• GIVEN RECORDS:
╭──

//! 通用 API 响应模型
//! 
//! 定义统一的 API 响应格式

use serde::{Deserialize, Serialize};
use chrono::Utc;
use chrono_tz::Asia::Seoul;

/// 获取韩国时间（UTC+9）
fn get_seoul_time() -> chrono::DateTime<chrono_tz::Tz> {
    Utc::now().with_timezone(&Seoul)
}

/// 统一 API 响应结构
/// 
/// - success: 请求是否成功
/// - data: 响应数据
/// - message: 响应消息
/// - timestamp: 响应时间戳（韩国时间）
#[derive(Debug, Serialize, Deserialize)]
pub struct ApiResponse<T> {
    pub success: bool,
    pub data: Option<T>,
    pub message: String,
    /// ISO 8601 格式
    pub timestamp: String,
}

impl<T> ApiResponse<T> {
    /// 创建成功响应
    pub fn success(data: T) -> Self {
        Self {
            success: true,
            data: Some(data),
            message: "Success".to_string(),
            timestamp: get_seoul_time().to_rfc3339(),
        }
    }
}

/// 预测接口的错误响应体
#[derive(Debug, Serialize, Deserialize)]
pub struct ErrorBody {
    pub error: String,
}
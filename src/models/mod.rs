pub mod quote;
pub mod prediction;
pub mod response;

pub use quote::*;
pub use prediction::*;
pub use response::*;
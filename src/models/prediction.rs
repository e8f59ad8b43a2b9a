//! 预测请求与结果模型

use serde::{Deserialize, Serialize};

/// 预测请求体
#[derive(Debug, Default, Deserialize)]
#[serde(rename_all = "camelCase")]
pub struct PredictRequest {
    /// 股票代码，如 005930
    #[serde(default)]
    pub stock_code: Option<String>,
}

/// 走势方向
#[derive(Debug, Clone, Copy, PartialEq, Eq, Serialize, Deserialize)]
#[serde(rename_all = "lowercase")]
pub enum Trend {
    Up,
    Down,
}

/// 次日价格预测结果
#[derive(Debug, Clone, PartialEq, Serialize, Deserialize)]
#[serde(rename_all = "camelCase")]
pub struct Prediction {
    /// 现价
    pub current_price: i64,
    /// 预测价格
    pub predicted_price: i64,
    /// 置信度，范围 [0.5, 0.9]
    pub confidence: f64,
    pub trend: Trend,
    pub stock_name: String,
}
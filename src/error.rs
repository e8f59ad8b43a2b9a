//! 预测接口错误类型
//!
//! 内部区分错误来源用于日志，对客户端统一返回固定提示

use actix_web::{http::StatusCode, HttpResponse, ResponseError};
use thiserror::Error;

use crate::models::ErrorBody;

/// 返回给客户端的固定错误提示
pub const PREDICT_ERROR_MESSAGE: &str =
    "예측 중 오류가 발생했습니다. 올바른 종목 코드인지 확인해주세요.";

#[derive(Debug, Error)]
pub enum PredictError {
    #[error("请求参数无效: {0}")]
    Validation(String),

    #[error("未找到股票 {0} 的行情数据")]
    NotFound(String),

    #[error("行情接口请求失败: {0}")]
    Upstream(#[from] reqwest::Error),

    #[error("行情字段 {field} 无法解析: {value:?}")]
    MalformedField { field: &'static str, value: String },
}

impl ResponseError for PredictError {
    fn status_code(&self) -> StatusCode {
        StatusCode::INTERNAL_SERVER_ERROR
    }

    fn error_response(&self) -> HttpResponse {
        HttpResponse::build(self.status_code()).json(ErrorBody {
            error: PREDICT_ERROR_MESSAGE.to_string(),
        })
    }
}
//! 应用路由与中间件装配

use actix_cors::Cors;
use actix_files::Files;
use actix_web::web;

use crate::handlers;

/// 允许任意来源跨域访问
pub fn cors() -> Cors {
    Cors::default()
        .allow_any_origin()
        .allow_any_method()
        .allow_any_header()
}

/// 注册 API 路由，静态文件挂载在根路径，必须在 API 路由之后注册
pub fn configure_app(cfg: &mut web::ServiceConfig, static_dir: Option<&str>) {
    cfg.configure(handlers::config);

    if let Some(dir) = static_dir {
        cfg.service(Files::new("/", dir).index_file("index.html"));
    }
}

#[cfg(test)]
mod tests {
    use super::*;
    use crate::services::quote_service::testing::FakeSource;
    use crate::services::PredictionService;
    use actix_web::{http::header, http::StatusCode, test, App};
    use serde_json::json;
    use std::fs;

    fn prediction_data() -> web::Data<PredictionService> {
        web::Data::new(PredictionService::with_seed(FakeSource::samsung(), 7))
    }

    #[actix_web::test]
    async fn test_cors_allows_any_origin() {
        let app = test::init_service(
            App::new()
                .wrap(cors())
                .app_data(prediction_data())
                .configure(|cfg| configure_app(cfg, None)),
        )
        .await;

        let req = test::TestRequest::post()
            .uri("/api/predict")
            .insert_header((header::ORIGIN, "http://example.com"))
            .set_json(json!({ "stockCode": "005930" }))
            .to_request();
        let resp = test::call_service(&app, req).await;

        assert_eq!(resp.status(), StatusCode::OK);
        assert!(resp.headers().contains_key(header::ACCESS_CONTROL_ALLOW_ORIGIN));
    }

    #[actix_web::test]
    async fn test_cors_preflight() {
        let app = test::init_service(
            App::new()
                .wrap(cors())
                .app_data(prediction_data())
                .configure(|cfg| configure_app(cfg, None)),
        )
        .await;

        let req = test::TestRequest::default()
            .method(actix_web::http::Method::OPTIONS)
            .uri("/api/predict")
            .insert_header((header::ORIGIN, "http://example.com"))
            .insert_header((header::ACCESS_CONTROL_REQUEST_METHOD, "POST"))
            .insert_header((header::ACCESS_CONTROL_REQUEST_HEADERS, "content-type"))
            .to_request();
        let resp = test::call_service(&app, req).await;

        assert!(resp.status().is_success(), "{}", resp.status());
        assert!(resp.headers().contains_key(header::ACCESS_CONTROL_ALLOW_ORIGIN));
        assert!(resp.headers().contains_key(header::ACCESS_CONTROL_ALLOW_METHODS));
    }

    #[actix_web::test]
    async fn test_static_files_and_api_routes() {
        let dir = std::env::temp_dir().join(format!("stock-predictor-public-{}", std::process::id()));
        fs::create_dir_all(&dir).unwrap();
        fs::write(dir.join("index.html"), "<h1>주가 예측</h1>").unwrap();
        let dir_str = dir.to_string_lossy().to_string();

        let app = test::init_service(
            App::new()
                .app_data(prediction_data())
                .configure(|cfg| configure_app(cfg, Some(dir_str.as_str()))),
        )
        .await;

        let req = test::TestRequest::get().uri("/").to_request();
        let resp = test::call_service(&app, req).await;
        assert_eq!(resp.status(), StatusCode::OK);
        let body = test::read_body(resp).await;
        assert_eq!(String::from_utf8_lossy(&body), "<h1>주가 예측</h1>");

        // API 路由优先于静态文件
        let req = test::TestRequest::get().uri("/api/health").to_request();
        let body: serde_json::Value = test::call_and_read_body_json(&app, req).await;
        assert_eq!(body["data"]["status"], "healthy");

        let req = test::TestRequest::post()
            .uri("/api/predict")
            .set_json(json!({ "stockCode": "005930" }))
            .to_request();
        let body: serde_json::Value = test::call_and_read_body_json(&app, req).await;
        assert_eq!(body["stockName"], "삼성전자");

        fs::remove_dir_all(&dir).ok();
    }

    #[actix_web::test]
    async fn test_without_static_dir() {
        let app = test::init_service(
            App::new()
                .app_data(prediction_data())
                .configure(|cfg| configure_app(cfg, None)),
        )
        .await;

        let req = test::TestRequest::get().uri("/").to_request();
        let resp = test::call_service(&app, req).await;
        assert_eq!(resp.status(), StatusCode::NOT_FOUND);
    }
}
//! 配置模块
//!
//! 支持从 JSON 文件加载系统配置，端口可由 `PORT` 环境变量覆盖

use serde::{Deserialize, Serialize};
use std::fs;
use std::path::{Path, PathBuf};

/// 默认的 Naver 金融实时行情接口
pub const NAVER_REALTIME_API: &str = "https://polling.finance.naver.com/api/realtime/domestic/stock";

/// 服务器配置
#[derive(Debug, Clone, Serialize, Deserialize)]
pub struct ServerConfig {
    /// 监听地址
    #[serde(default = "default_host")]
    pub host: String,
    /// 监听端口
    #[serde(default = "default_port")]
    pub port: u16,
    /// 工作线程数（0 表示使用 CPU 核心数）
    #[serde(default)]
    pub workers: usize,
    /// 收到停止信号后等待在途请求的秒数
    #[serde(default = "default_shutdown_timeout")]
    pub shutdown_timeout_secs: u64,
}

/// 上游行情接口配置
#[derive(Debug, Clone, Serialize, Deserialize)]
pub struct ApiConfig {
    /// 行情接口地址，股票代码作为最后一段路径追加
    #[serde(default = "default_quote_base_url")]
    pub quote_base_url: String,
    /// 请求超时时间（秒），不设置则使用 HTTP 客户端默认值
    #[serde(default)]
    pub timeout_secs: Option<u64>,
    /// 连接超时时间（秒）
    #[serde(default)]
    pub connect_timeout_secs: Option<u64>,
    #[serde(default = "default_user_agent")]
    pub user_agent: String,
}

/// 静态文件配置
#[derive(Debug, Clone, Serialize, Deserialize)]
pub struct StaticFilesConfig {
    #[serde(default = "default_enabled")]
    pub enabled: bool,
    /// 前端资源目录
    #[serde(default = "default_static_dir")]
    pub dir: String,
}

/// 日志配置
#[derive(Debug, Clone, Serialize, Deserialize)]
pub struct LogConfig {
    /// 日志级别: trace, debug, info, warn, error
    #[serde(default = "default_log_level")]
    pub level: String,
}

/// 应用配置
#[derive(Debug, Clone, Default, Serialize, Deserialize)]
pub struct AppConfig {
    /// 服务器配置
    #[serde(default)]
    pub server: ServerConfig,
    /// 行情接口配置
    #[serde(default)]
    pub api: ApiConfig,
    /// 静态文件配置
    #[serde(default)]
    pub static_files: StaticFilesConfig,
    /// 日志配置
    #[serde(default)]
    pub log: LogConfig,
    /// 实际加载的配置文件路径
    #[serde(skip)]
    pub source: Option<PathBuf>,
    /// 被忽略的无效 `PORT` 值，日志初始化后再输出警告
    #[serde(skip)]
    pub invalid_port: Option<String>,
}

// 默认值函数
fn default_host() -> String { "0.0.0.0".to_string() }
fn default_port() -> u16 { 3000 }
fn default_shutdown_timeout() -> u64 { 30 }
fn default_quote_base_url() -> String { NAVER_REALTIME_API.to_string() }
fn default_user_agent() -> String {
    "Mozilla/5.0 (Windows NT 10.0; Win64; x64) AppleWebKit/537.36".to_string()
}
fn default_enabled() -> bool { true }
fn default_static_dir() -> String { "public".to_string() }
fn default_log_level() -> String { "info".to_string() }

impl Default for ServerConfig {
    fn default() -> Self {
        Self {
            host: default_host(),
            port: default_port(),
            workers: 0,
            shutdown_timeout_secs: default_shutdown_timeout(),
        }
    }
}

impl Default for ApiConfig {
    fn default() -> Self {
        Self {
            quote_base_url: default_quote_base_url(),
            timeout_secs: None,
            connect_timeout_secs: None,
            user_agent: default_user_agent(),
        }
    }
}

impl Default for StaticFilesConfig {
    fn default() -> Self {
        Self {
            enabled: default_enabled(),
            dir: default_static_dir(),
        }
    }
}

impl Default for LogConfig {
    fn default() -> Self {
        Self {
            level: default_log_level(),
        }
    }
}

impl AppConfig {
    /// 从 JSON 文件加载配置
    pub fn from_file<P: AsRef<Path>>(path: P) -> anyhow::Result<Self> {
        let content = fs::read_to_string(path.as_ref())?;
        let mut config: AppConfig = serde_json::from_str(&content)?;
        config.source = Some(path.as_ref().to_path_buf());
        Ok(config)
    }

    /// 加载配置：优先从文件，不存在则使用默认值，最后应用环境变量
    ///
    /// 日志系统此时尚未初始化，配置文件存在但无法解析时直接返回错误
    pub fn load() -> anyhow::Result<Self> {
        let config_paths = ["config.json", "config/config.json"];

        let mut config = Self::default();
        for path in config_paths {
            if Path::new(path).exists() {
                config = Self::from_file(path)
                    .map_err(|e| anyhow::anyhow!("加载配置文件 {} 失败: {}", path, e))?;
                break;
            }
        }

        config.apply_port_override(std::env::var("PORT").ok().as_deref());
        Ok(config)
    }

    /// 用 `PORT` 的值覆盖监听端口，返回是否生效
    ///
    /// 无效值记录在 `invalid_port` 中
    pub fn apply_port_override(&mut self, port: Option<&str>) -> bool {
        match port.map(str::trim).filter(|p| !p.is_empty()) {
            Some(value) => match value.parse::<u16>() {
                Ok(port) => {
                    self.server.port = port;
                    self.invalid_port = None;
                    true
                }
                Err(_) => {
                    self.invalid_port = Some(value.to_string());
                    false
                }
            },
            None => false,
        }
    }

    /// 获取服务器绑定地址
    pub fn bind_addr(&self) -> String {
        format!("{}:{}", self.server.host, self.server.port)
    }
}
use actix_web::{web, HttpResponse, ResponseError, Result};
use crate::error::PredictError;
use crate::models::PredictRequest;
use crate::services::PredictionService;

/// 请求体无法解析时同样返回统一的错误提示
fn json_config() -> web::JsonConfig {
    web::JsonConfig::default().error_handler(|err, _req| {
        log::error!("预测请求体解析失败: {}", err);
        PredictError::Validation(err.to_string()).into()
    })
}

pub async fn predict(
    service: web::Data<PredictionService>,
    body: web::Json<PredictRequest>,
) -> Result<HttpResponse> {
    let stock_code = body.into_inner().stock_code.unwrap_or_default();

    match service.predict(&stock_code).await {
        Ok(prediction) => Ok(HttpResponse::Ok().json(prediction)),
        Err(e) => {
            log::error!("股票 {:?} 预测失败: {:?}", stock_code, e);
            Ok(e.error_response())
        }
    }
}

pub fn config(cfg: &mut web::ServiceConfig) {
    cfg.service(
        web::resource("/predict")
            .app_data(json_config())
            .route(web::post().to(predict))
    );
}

╰──
╭──

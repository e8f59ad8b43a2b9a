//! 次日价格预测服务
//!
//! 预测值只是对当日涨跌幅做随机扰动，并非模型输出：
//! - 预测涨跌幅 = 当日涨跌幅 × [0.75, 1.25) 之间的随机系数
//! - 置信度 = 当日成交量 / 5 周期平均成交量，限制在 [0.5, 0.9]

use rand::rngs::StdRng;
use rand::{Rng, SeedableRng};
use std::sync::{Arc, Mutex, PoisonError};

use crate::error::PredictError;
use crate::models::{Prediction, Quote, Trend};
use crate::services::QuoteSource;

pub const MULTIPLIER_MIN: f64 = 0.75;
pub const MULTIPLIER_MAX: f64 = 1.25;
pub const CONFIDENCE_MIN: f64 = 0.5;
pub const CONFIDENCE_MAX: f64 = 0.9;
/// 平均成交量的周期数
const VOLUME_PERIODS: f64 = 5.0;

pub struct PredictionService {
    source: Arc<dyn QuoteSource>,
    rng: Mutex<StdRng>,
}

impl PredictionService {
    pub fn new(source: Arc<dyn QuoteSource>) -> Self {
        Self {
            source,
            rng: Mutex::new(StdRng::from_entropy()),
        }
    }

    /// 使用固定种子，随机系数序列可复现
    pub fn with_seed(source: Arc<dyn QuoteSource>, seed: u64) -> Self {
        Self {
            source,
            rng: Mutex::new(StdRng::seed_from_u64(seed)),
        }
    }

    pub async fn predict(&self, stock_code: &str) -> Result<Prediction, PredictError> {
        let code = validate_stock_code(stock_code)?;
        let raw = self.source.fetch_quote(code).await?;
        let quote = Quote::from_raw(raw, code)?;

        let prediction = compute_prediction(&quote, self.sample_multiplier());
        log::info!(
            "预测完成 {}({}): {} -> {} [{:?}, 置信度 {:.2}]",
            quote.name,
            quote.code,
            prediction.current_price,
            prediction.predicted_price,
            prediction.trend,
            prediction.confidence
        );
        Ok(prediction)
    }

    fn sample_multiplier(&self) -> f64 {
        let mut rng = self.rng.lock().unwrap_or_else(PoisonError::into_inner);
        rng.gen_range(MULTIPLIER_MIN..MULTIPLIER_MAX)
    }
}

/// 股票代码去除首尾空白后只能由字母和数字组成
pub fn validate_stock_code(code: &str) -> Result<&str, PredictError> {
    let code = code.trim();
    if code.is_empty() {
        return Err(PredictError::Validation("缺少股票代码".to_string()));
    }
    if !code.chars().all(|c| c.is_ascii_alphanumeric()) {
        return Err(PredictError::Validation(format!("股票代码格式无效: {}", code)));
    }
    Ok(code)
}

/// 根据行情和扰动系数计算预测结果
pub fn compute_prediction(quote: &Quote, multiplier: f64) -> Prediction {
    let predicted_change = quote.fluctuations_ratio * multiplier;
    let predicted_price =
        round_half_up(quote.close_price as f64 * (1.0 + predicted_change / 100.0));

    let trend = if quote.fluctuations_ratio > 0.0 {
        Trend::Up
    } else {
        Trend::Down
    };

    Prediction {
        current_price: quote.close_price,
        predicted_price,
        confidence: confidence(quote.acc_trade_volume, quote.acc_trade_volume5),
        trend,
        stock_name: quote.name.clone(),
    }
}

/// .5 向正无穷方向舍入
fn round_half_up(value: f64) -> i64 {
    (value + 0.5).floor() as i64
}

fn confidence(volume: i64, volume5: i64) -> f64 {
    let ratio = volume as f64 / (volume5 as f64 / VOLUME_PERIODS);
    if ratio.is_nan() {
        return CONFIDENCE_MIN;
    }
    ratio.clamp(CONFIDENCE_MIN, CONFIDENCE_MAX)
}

╰──

• PROBLEM:
Please copy the lines above from the line with "通用 API 响应模型" up to and including the line with "- message: 响应消息", exactly as written and with nothing else.

• RESPONSE TO THE TASK:
//! 通用 API 响应模型
//! 
//! 定义统一的 API 响应格式

use serde::{Deserialize, Serialize};
use chrono::Utc;
use chrono_tz::Asia::Seoul;

/// 获取韩国时间（UTC+9）
fn get_seoul_time() -> chrono::DateTime<chrono_tz::Tz> {
    Utc::now().with_timezone(&Seoul)
}

/// 统一 API 响应结构
/// 
/// - success: 请求是否成功
/// - data: 响应数据
/// - message: 响应消息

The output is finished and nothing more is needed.